**Activity**
Your reply must consist of the data below, reproduced character for character.

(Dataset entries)
[Start of section]

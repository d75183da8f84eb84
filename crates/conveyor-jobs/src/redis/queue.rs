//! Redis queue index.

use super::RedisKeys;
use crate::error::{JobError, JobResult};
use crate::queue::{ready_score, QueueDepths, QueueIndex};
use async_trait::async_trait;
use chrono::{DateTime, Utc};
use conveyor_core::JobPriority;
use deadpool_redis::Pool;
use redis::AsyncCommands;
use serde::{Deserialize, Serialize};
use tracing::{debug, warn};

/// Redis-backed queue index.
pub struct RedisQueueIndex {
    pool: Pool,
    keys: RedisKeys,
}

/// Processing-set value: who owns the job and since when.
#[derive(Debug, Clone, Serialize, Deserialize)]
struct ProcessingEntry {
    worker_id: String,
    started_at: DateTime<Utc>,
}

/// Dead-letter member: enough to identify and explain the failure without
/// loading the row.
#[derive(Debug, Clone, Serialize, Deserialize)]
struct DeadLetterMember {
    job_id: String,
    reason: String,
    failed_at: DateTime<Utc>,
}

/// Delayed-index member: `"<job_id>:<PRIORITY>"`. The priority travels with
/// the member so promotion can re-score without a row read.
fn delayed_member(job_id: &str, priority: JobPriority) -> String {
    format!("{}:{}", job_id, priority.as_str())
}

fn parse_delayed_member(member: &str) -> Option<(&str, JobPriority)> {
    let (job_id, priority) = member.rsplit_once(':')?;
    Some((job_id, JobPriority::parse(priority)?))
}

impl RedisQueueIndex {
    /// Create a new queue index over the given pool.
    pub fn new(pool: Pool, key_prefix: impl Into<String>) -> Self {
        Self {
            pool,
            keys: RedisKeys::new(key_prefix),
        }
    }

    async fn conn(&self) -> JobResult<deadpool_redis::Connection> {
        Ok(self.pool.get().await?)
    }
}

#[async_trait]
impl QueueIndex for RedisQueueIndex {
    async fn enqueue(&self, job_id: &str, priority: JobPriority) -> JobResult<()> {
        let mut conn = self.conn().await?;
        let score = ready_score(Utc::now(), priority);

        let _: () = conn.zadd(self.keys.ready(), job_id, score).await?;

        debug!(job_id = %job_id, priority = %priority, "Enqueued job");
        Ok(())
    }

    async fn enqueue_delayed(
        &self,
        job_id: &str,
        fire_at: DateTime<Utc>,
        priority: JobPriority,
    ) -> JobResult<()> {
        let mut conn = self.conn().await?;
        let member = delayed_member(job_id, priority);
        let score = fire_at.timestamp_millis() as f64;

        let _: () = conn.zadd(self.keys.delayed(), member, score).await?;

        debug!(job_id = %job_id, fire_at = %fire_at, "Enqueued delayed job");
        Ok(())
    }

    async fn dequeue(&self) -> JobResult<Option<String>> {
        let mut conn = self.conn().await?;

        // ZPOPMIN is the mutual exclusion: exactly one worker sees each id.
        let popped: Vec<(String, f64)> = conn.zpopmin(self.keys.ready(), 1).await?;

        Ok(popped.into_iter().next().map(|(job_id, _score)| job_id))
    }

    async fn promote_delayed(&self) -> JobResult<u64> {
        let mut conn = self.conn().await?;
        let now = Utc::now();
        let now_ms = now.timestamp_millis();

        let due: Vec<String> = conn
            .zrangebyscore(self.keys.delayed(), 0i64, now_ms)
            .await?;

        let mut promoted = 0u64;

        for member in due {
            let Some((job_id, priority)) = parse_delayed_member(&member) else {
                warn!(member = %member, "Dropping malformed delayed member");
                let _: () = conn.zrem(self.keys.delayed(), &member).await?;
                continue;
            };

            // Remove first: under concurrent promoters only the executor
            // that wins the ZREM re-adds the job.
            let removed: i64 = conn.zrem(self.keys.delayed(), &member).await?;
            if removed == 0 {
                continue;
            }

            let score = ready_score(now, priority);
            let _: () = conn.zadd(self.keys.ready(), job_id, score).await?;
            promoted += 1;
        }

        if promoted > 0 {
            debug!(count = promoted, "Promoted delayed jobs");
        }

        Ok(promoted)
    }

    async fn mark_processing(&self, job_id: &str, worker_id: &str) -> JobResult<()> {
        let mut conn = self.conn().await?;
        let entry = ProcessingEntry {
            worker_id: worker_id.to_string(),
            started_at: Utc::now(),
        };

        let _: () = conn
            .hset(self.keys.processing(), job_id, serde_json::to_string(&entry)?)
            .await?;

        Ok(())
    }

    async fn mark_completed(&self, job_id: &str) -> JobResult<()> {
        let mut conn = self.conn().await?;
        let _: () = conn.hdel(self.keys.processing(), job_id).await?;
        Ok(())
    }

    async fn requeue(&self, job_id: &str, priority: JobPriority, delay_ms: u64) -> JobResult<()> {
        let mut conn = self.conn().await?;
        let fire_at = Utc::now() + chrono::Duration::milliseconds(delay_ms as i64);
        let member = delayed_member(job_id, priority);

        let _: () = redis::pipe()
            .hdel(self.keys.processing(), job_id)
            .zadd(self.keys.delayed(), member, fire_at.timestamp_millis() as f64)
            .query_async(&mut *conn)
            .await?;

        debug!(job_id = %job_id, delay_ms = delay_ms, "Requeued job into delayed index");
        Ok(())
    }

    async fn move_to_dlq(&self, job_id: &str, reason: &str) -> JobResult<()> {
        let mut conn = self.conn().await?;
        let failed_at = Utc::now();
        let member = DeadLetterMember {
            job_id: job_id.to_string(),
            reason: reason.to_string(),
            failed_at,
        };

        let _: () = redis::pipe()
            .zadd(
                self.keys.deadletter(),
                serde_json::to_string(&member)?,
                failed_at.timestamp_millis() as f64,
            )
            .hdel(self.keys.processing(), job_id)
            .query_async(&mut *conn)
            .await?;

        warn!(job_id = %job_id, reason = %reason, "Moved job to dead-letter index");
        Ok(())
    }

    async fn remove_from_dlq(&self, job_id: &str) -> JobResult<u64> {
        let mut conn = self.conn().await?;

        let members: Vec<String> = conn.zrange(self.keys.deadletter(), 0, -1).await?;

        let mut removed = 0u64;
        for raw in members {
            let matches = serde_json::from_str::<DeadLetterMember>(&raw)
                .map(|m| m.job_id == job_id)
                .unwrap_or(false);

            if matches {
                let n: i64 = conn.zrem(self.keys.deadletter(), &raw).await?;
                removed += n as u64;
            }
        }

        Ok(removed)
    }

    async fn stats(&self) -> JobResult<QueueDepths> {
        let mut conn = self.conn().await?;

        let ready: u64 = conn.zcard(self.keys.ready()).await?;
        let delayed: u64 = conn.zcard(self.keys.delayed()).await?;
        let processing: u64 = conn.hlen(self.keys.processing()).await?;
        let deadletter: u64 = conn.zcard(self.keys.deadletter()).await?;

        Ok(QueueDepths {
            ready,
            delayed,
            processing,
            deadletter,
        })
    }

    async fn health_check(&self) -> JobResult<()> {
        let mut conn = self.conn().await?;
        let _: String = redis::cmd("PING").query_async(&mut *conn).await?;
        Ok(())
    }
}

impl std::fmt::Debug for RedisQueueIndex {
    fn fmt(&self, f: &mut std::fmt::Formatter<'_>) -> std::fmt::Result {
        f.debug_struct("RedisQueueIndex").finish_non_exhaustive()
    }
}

[End of section]

**Task response**
repository d75183da8f84eb84
filename crates/conveyor-jobs/src/redis/queue.rs
//! Redis queue index.

use super::RedisKeys;
use crate::error::{JobError, JobResult};
use crate::queue::{ready_score, QueueDepths, QueueIndex};
use async_trait::async_trait;
use chrono::{DateTime, Utc};
use conveyor_core::JobPriority;
use deadpool_redis::Pool;
use redis::AsyncCommands;
use serde::{Deserialize, Serialize};
use tracing::{debug, warn};

/// Redis-backed queue index.
pub struct RedisQueueIndex {
    pool: Pool,
    keys: RedisKeys,
}

/// Processing-set value: who owns the job and since when.
#[derive(Debug, Clone, Serialize, Deserialize)]
struct ProcessingEntry {
    worker_id: String,
    started_at: DateTime<Utc>,
}

/// Dead-letter member: enough to identify and explain the failure without
/// loading the row.
#[derive(Debug, Clone, Serialize, Deserialize)]
struct DeadLetterMember {
    job_id: String,
    reason: String,
    failed_at: DateTime<Utc>,
}

/// Delayed-index member: `"<job_id>:<PRIORITY>"`. The priority travels with
/// the member so promotion can re-score without a row read.
fn delayed_member(job_id: &str, priority: JobPriority) -> String {
    format!("{}:{}", job_id, priority.as_str())
}

fn parse_delayed_member(member: &str) -> Option<(&str, JobPriority)> {
    let (job_id, priority) = member.rsplit_once(':')?;
    Some((job_id, JobPriority::parse(priority)?))
}

impl RedisQueueIndex {
    /// Create a new queue index over the given pool.
    pub fn new(pool: Pool, key_prefix: impl Into<String>) -> Self {
        Self {
            pool,
            keys: RedisKeys::new(key_prefix),
        }
    }

    async fn conn(&self) -> JobResult<deadpool_redis::Connection> {
        Ok(self.pool.get().await?)
    }
}

#[async_trait]
impl QueueIndex for RedisQueueIndex {
    async fn enqueue(&self, job_id: &str, priority: JobPriority) -> JobResult<()> {
        let mut conn = self.conn().await?;
        let score = ready_score(Utc::now(), priority);

        let _: () = conn.zadd(self.keys.ready(), job_id, score).await?;

        debug!(job_id = %job_id, priority = %priority, "Enqueued job");
        Ok(())
    }

    async fn enqueue_delayed(
        &self,
        job_id: &str,
        fire_at: DateTime<Utc>,
        priority: JobPriority,
    ) -> JobResult<()> {
        let mut conn = self.conn().await?;
        let member = delayed_member(job_id, priority);
        let score = fire_at.timestamp_millis() as f64;

        let _: () = conn.zadd(self.keys.delayed(), member, score).await?;

        debug!(job_id = %job_id, fire_at = %fire_at, "Enqueued delayed job");
        Ok(())
    }

    async fn dequeue(&self) -> JobResult<Option<String>> {
        let mut conn = self.conn().await?;

        // ZPOPMIN is the mutual exclusion: exactly one worker sees each id.
        let popped: Vec<(String, f64)> = conn.zpopmin(self.keys.ready(), 1).await?;

        Ok(popped.into_iter().next().map(|(job_id, _score)| job_id))
    }

    async fn promote_delayed(&self) -> JobResult<u64> {
        let mut conn = self.conn().await?;
        let now = Utc::now();
        let now_ms = now.timestamp_millis();

        let due: Vec<String> = conn
            .zrangebyscore(self.keys.delayed(), 0i64, now_ms)
            .await?;

        let mut promoted = 0u64;

        for member in due {
            let Some((job_id, priority)) = parse_delayed_member(&member) else {
                warn!(member = %member, "Dropping malformed delayed member");
                let _: () = conn.zrem(self.keys.delayed(), &member).await?;
                continue;
            };

            // Remove first: under concurrent promoters only the executor
            // that wins the ZREM re-adds the job.
            let removed: i64 = conn.zrem(self.keys.delayed(), &member).await?;
            if removed == 0 {
                continue;
            }

            let score = ready_score(now, priority);
            let _: () = conn.zadd(self.keys.ready(), job_id, score).await?;
            promoted += 1;
        }

        if promoted > 0 {
            debug!(count = promoted, "Promoted delayed jobs");
        }

        Ok(promoted)
    }

    async fn mark_processing(&self, job_id: &str, worker_id: &str) -> JobResult<()> {
        let mut conn = self.conn().await?;
        let entry = ProcessingEntry {
            worker_id: worker_id.to_string(),
            started_at: Utc::now(),
        };

        let _: () = conn
            .hset(self.keys.processing(), job_id, serde_json::to_string(&entry)?)
            .await?;

        Ok(())
    }

    async fn mark_completed(&self, job_id: &str) -> JobResult<()> {
        let mut conn = self.conn().await?;
        let _: () = conn.hdel(self.keys.processing(), job_id).await?;
        Ok(())
    }

    async fn requeue(&self, job_id: &str, priority: JobPriority, delay_ms: u64) -> JobResult<()> {
        let mut conn = self.conn().await?;
        let fire_at = Utc::now() + chrono::Duration::milliseconds(delay_ms as i64);
        let member = delayed_member(job_id, priority);

        let _: () = redis::pipe()
            .hdel(self.keys.processing(), job_id)
            .zadd(self.keys.delayed(), member, fire_at.timestamp_millis() as f64)
            .query_async(&mut *conn)
            .await?;

        debug!(job_id = %job_id, delay_ms = delay_ms, "Requeued job into delayed index");
        Ok(())
    }

    async fn move_to_dlq(&self, job_id: &str, reason: &str) -> JobResult<()> {
        let mut conn = self.conn().await?;
        let failed_at = Utc::now();
        let member = DeadLetterMember {
            job_id: job_id.to_string(),
            reason: reason.to_string(),
            failed_at,
        };

        let _: () = redis::pipe()
            .zadd(
                self.keys.deadletter(),
                serde_json::to_string(&member)?,
                failed_at.timestamp_millis() as f64,
            )
            .hdel(self.keys.processing(), job_id)
            .query_async(&mut *conn)
            .await?;

        warn!(job_id = %job_id, reason = %reason, "Moved job to dead-letter index");
        Ok(())
    }

    async fn remove_from_dlq(&self, job_id: &str) -> JobResult<u64> {
        let mut conn = self.conn().await?;

        let members: Vec<String> = conn.zrange(self.keys.deadletter(), 0, -1).await?;

        let mut removed = 0u64;
        for raw in members {
            let matches = serde_json::from_str::<DeadLetterMember>(&raw)
                .map(|m| m.job_id == job_id)
                .unwrap_or(false);

            if matches {
                let n: i64 = conn.zrem(self.keys.deadletter(), &raw).await?;
                removed += n as u64;
            }
        }

        Ok(removed)
    }

    async fn stats(&self) -> JobResult<QueueDepths> {
        let mut conn = self.conn().await?;

        let ready: u64 = conn.zcard(self.keys.ready()).await?;
        let delayed: u64 = conn.zcard(self.keys.delayed()).await?;
        let processing: u64 = conn.hlen(self.keys.processing()).await?;
        let deadletter: u64 = conn.zcard(self.keys.deadletter()).await?;

        Ok(QueueDepths {
            ready,
            delayed,
            processing,
            deadletter,
        })
    }

    async fn health_check(&self) -> JobResult<()> {
        let mut conn = self.conn().await?;
        let _: String = redis::cmd("PING").query_async(&mut *conn).await?;
        Ok(())
    }
}

impl std::fmt::Debug for RedisQueueIndex {
    fn fmt(&self, f: &mut std::fmt::Formatter<'_>) -> std::fmt::Result {
        f.debug_struct("RedisQueueIndex").finish_non_exhaustive()
    }
}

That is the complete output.